M. de Beaupré, Guide à travers la législation protectrice des animaux, p. 24, a tenté une énumération des animaux domestiques. La voici par ordre alphabétique :

Les abeilles, l'alpaca, l'âne, le bélier, le bœuf, le bouc, labrebis, le buffle d'Italie, le canard, le chameau, le chat, le cheval, la chèvre, le chien, le cochon, le coq, le dromadaire, le dindon, l'éléphant, le faisan, le lama, le lapin, le mouton, le mulet, l'oie, le paon, le pigeon, la pintade, la poule, les sangsues, le taureau, la vache, le veau, les vers à soie, la vigogne, le zèbre.

A cette liste qui fera peut-être sourire en la rapprochant des prohibitions de la loi de 1850, il convient d'ajouter les oiseaux de volière, et les animaux que l'acclimatation et la naturalisation ont ajoutés et ajouteront aux conquêtes de la domestication.

973. Exercer abusivement et publiquement des mauvais traitements envers des animaux domestiques, est donc un acte que la loi pénale poursuit et réprime.

Mais, tous les faits d'inhumanité, de barbarie, tombent-ils indistinctement sous l'application de cette loi?

Quid, spécialement, des combats de taureaux, de chiens, de coqs, etc.; des tirs aux pigeons, aux canards, etc.?

A n'écouter que les sentiments d'humanité on est tenté de répondre affirmativement; tous les esprits généreux blâment ces spectacles et ces distractions sauvages et demandent leur répression.

Les pigeons, en particulier, trouvent dans le Bulletin de la Société protectrice des animaux, numéro de février 1873, p. 48, de zélés défenseurs: «Il est incontestable que les pigeons sont des animaux domestiques.

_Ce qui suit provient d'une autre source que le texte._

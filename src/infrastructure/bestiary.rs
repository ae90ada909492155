//! Open5e client for the public SRD bestiary

use std::collections::BTreeMap;

use anyhow::Result;
use async_trait::async_trait;
use reqwest::Client;
use serde::Deserialize;

use crate::application::ports::outbound::{BestiaryPage, BestiaryPort, BestiaryQuery};
use crate::domain::entities::{AbilityScores, NamedText, StatBlock};

/// Client for the Open5e monsters API
pub struct Open5eClient {
    client: Client,
    base_url: String,
}

impl Open5eClient {
    pub fn new(base_url: &str) -> Self {
        Self {
            client: Client::new(),
            base_url: base_url.trim_end_matches('/').to_string(),
        }
    }

    /// Fetch one page of published monsters
    pub async fn monsters(&self, query: &BestiaryQuery) -> Result<BestiaryPage, BestiaryError> {
        let page = query.page();
        let mut params = vec![("page", page.to_string())];
        if let Some(creature_type) = query.creature_type.as_deref().filter(|t| !t.trim().is_empty()) {
            params.push(("type", creature_type.trim().to_string()));
        }
        if let Some(search) = query.search.as_deref().filter(|s| !s.trim().is_empty()) {
            params.push(("search", search.trim().to_string()));
        }

        let response = self
            .client
            .get(format!("{}/monsters/", self.base_url))
            .query(&params)
            .send()
            .await?;

        if !response.status().is_success() {
            let error_text = response.text().await?;
            return Err(BestiaryError::ApiError(error_text));
        }

        let listing: MonsterListing = response.json().await?;
        tracing::debug!("Fetched {} SRD monsters (page {})", listing.results.len(), page);
        Ok(listing.into_page(page))
    }
}

#[derive(Debug, thiserror::Error)]
pub enum BestiaryError {
    #[error("HTTP request failed: {0}")]
    HttpError(#[from] reqwest::Error),
    #[error("API error: {0}")]
    ApiError(String),
}

#[derive(Debug, Deserialize)]
struct MonsterListing {
    #[serde(default)]
    count: u64,
    #[serde(default)]
    next: Option<String>,
    #[serde(default)]
    results: Vec<ApiMonster>,
}

impl MonsterListing {
    fn into_page(self, page: u32) -> BestiaryPage {
        BestiaryPage {
            page,
            count: self.count,
            has_more: self.next.is_some(),
            results: self.results.into_iter().map(ApiMonster::into_stat_block).collect(),
        }
    }
}

/// Open5e monster as published. Lists may be null or an empty string.
#[derive(Debug, Default, Deserialize)]
#[serde(default)]
struct ApiMonster {
    slug: Option<String>,
    name: Option<String>,
    size: Option<String>,
    #[serde(rename = "type")]
    creature_type: Option<String>,
    alignment: Option<String>,
    armor_class: Option<i32>,
    hit_points: Option<i32>,
    challenge_rating: Option<serde_json::Value>,
    strength: Option<i32>,
    dexterity: Option<i32>,
    constitution: Option<i32>,
    intelligence: Option<i32>,
    wisdom: Option<i32>,
    charisma: Option<i32>,
    speed: Option<serde_json::Value>,
    senses: Option<String>,
    languages: Option<String>,
    special_abilities: Option<serde_json::Value>,
    actions: Option<serde_json::Value>,
    legendary_actions: Option<serde_json::Value>,
}

impl ApiMonster {
    fn into_stat_block(self) -> StatBlock {
        let defaults = AbilityScores::default();
        let challenge_rating = match self.challenge_rating {
            Some(serde_json::Value::String(cr)) => cr,
            Some(serde_json::Value::Number(cr)) => cr.to_string(),
            _ => "0".to_string(),
        };
        let speed = match self.speed {
            Some(serde_json::Value::Object(map)) => map.into_iter().collect(),
            _ => BTreeMap::new(),
        };

        StatBlock {
            slug: self.slug.unwrap_or_default(),
            name: self.name.unwrap_or_default(),
            size: self.size.unwrap_or_default(),
            creature_type: self.creature_type.unwrap_or_default(),
            challenge_rating,
            armor_class: self.armor_class.unwrap_or(10),
            hit_points: self.hit_points.unwrap_or(1),
            alignment: self.alignment.unwrap_or_default(),
            abilities: AbilityScores {
                strength: self.strength.unwrap_or(defaults.strength),
                dexterity: self.dexterity.unwrap_or(defaults.dexterity),
                constitution: self.constitution.unwrap_or(defaults.constitution),
                intelligence: self.intelligence.unwrap_or(defaults.intelligence),
                wisdom: self.wisdom.unwrap_or(defaults.wisdom),
                charisma: self.charisma.unwrap_or(defaults.charisma),
            },
            speed,
            senses: self.senses.unwrap_or_default(),
            languages: self.languages.unwrap_or_default(),
            special_abilities: named_list(self.special_abilities),
            actions: named_list(self.actions),
            legendary_actions: named_list(self.legendary_actions),
        }
        .normalized()
    }
}

fn named_list(value: Option<serde_json::Value>) -> Vec<NamedText> {
    match value {
        Some(serde_json::Value::Array(items)) => items
            .into_iter()
            .filter_map(|item| serde_json::from_value(item).ok())
            .collect(),
        _ => Vec::new(),
    }
}

// =============================================================================
// BestiaryPort Implementation
// =============================================================================

#[async_trait]
impl BestiaryPort for Open5eClient {
    async fn search(&self, query: &BestiaryQuery) -> Result<BestiaryPage> {
        Ok(self.monsters(query).await?)
    }
}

La preuve ressort de l'article 2 de la loi du 21 décembre 1789, qui les considère comme gibier seulement lorsque le propriétaire les laisse libres aux époques où l'autorité municipale exige qu'ils soient enfermés. A ce titre d'animaux domestiques, ils doivent donc être protégés par la loi de 1850. Devant la loi Grammont le pigeon est en tout temps un animal domestique. Elle doit donc le soustraire à des souffrances cruelles qui lui sont infligées publiquement et sans nécessité, par les exercices de capricieuse fantaisie de quelques désœuvrés; car les pigeons qui ne sont que blessés vont mourir au loin d'une mort douloureuse. >>

La Cour de cassation, relativement aux combats de taureaux, semble confirmer cette doctrine: « C'est là, dit-elle, un acte direct et volontaire de violence et de brutalité qui occasionne des souffrances que ne justifie pas la nécessité. » Cass. 22 août 1857, 13 août 1858, 5 mai 1865, arrêts cités par le Bulletin, numéro de février 1873, p. 50.

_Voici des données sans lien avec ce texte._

//! Lore repository implementation for SQLite

use anyhow::Result;
use async_trait::async_trait;
use sqlx::sqlite::SqliteRow;
use sqlx::Row;

use super::connection::SqliteStore;
use super::rows;
use crate::application::ports::outbound::ContentRepositoryPort;
use crate::domain::entities::{LoreEntry, DEFAULT_LORE_CATEGORY, DEFAULT_LORE_YEAR};
use crate::domain::value_objects::{LoreEntryId, WorldId};

const SELECT_LORE: &str = "SELECT id, world_id, title, content, era, year, category, is_public, image_url, created_at FROM lore_entries";

/// Repository for lore entries
pub struct SqliteLoreRepository {
    store: SqliteStore,
}

impl SqliteLoreRepository {
    pub fn new(store: SqliteStore) -> Self {
        Self { store }
    }

    pub async fn create(&self, entry: &LoreEntry) -> Result<()> {
        sqlx::query(
            "INSERT INTO lore_entries (id, world_id, title, content, era, year, category, is_public, image_url, created_at)
             VALUES (?, ?, ?, ?, ?, ?, ?, ?, ?, ?)",
        )
        .bind(entry.id.to_string())
        .bind(entry.world_id.to_string())
        .bind(&entry.title)
        .bind(&entry.content)
        .bind(&entry.era)
        .bind(entry.year)
        .bind(&entry.category)
        .bind(entry.is_public)
        .bind(&entry.image_url)
        .bind(entry.created_at.to_rfc3339())
        .execute(self.store.pool())
        .await?;

        tracing::debug!("Created lore entry: {}", entry.title);
        Ok(())
    }

    pub async fn get(&self, id: LoreEntryId) -> Result<Option<LoreEntry>> {
        let row = sqlx::query(&format!("{} WHERE id = ?", SELECT_LORE))
            .bind(id.to_string())
            .fetch_optional(self.store.pool())
            .await?;

        row.as_ref().map(row_to_lore).transpose()
    }

    pub async fn list_by_world(&self, world_id: WorldId) -> Result<Vec<LoreEntry>> {
        let rows = sqlx::query(&format!("{} WHERE world_id = ? ORDER BY year, title", SELECT_LORE))
            .bind(world_id.to_string())
            .fetch_all(self.store.pool())
            .await?;

        rows.iter().map(row_to_lore).collect()
    }

    pub async fn update(&self, entry: &LoreEntry) -> Result<()> {
        sqlx::query(
            "UPDATE lore_entries SET title = ?, content = ?, era = ?, year = ?, category = ?,
                 is_public = ?, image_url = ?
             WHERE id = ?",
        )
        .bind(&entry.title)
        .bind(&entry.content)
        .bind(&entry.era)
        .bind(entry.year)
        .bind(&entry.category)
        .bind(entry.is_public)
        .bind(&entry.image_url)
        .bind(entry.id.to_string())
        .execute(self.store.pool())
        .await?;

        tracing::debug!("Updated lore entry: {}", entry.title);
        Ok(())
    }

    pub async fn delete(&self, id: LoreEntryId) -> Result<()> {
        sqlx::query("DELETE FROM lore_entries WHERE id = ?")
            .bind(id.to_string())
            .execute(self.store.pool())
            .await?;

        tracing::debug!("Deleted lore entry: {}", id);
        Ok(())
    }
}

fn row_to_lore(row: &SqliteRow) -> Result<LoreEntry> {
    let year: Option<i64> = row.try_get("year")?;
    let category =
        rows::optional_text(row, "category")?.unwrap_or_else(|| DEFAULT_LORE_CATEGORY.to_string());

    Ok(LoreEntry {
        id: rows::id_column(row, "id")?,
        world_id: rows::id_column(row, "world_id")?,
        title: rows::text(row, "title")?,
        content: rows::text(row, "content")?,
        era: rows::text(row, "era")?,
        year: year
            .and_then(|y| i32::try_from(y).ok())
            .unwrap_or(DEFAULT_LORE_YEAR),
        category,
        is_public: rows::flag(row, "is_public")?,
        image_url: rows::optional_text(row, "image_url")?,
        created_at: rows::timestamp(row, "created_at")?,
    })
}

// =============================================================================
// ContentRepositoryPort Implementation
// =============================================================================

#[async_trait]
impl ContentRepositoryPort<LoreEntry> for SqliteLoreRepository {
    async fn list_by_world(&self, world_id: WorldId) -> Result<Vec<LoreEntry>> {
        SqliteLoreRepository::list_by_world(self, world_id).await
    }

    async fn get(&self, id: LoreEntryId) -> Result<Option<LoreEntry>> {
        SqliteLoreRepository::get(self, id).await
    }

    async fn create(&self, entry: &LoreEntry) -> Result<()> {
        SqliteLoreRepository::create(self, entry).await
    }

    async fn update(&self, entry: &LoreEntry) -> Result<()> {
        SqliteLoreRepository::update(self, entry).await
    }

    async fn delete(&self, id: LoreEntryId) -> Result<()> {
        SqliteLoreRepository::delete(self, id).await
    }
}

#[cfg(test)]
mod tests {
    use super::*;
    use crate::infrastructure::persistence::test_repository;

    #[tokio::test]
    async fn test_lore_listing_is_chronological() {
        let (repo, world) = test_repository().await;
        let lore = repo.lore();
        let later = LoreEntry::new(world.id, "Spellplague").in_era("Era of Upheaval", 1385);
        let earlier = LoreEntry::new(world.id, "Fall of Netheril").in_era("Netherese", -339);
        lore.create(&later).await.unwrap();
        lore.create(&earlier).await.unwrap();

        let titles: Vec<_> = lore
            .list_by_world(world.id)
            .await
            .unwrap()
            .into_iter()
            .map(|e| e.title)
            .collect();
        assert_eq!(titles, vec!["Fall of Netheril", "Spellplague"]);
    }

    #[tokio::test]
    async fn test_missing_year_and_category_use_defaults() {
        let (repo, world) = test_repository().await;
        let id = LoreEntryId::new();
        sqlx::query("INSERT INTO lore_entries (id, world_id, title) VALUES (?, ?, 'Untitled')")
            .bind(id.to_string())
            .bind(world.id.to_string())
            .execute(repo.store().pool())
            .await
            .unwrap();

        let loaded = repo.lore().get(id).await.unwrap().unwrap();
        assert_eq!(loaded.year, DEFAULT_LORE_YEAR);
        assert_eq!(loaded.category, DEFAULT_LORE_CATEGORY);
        assert!(!loaded.is_public);
        assert!(loaded.image_url.is_none());
    }
}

De son côté, notre collègue de Roubaix a décidé, que faire battre publiquement des coqs après avoir armé leurs éperons d'ergots artificiels en acier, constitue la contravention de mauvais traitements envers des animaux domestiques. J. P. Roubaix, 26 février 1852, Annales, 1852, 72.

Certes, comme homme, nous approuvons hautement et cette doctrine et cette jurisprudence. Mais le juge ne doit pas, en matière pénale surtout, se laisser éblouir ou entraîner par ses instincts de générosité; il doit froidement consulter la loi, ct frapper seulement là où elle lui ordonne de frapper.

Or, évidemment la loi du 2 juillet 1850 n'a pas eu en vue, en défendant les mauvais traitements abusifs et publics, les combats et les tirs. Considérer ces spectacles, ces exercices comme de mauvais traitements simplement, nous paraît un euphémisme quelque peu forcé, puisqu'ils se terminent toujours par la mort. La loi de 1850 a incontestablement voulu réprimer surtout et seulement cette brutalité qui se trahit journellement sur la voie publique envers les chevaux et les chiens; et c'est par une extension trop bienveillante peut-être que

nous avons qualifié mauvais traitements certains actes énumérés ci-dessus sous le n° 969.

Et puis, les combats de taureaux, de chiens, de coqs, etc.; les tirs aux pigeons, aux canards, etc., n'ont lieu, dans des endroits publics, qu'en vertu d'une permission de l'autorité municipale. Comment, dès lors, déclarer contravention un acte régulièrement accompli, en vertu d'une autorisation régulière?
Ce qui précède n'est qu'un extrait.